Amnesty international ist somit auch ein Korrektiv der Selbstgefälligkeiten so mancher Politiker des Westens, die die universelle Gültigkeit der Menschenrechte in immer dickeren Lettern auf ihr Banner schreiben. Aber der Jahresbericht ist auch ein Steinbruch, aus dem sich die unterschiedlichsten Interessen bedienen lassen. Für all jene, die Deutschland schon immer auf der Schwelle zum Polizeistaat sahen, ist er ultimativer Beweis: „Wie schon im ai-Bericht 1998 nachzulesen ist ...“
Gestern hat amnesty international für das Jahr 2.000 für alle Staaten ein Hinrichtungsmoratorium angemahnt. Diese Forderung kann umstandslos unterstützt werden. Und dennoch bleibt ein schaler, weil propagandistischer Beigeschmack, wenn amnesty China, die USA, Kongo und den Iran in einem Atemzug wegen der praktizierten Hinrichtungen anklagt. Als die vier Länder, in denen 1998 „80 Prozent aller bekanntgewordenen Hinrichtungen ausgeführt worden sind“. Die intendierte Botschaft ist unmißverständlich. Von China, dem Iran und dem Kongo erwartet man nicht anderes. Aber die USA – diese Kämpfer für die Menschenrechte!

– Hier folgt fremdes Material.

use crate::{BoardColumn, CoreError, Result as CoreResult, Task};

use std::str::FromStr;

use serde::Serialize;

/// Position sent with every column move. Ordering inside a column is not
/// tracked by the board, so a moved card always lands at the top.
pub const MOVED_TASK_POSITION: i32 = 0;

/// Body of the "update board position" call
#[derive(Debug, Clone, PartialEq, Eq, Serialize)]
#[serde(rename_all = "camelCase")]
pub struct BoardPositionUpdate {
    #[serde(skip)]
    pub task_id: String,
    pub board_column: BoardColumn,
    pub board_position: i32,
}

/// Outcome of dropping a card somewhere on the board
#[derive(Debug, Clone, PartialEq, Eq)]
pub enum MoveDecision {
    /// Persist the move, then reload the board
    Move(BoardPositionUpdate),
    /// Dropped back onto its own column
    SameColumn,
    /// Dropped outside every column
    NoTarget,
}

impl MoveDecision {
    pub fn is_move(&self) -> bool {
        matches!(self, MoveDecision::Move(_))
    }
}

/// Decide what a drop of `task_id` over `over` means.
///
/// `over` is the id of whatever the card was released on: a column id
/// (its wire name) or another card, in which case that card's column is the
/// target. Anything else counts as no target. A drop with no target is a
/// no-op whatever `task_id` is; otherwise the card must be on the board.
#[track_caller]
pub fn plan_move(tasks: &[Task], task_id: &str, over: Option<&str>) -> CoreResult<MoveDecision> {
    let Some(over) = over else {
        return Ok(MoveDecision::NoTarget);
    };

    let task = tasks
        .iter()
        .find(|task| task.id == task_id)
        .ok_or_else(|| CoreError::validation(format!("task {task_id} is not on the board")))?;

    let target = match BoardColumn::from_str(over) {
        Ok(column) => column,
        Err(_) => match tasks.iter().find(|candidate| candidate.id == over) {
            Some(card) => card.board_column,
            None => return Ok(MoveDecision::NoTarget),
        },
    };

    if task.board_column == target {
        return Ok(MoveDecision::SameColumn);
    }

    Ok(MoveDecision::Move(BoardPositionUpdate {
        task_id: task.id.clone(),
        board_column: target,
        board_position: MOVED_TASK_POSITION,
    }))
}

Das Zahlenspiel droht zur Propaganda zu verkommen, weil es nicht aufklärt, sondern die Dramatik der weltweiten Situation verschleiert. Denn tatsächlich wurden in China 1998 rund 70 Prozent der Hinrichtungen vollstreckt, in den USA vier Prozent. Auch bleibt bei dieser von amnesty verbreiteten Arithmetik unberücksichtigt, welche Qualität von rechtsstaatlichen Verfahren den Hinrichtungen in den einzelnen Ländern zugrunde liegen.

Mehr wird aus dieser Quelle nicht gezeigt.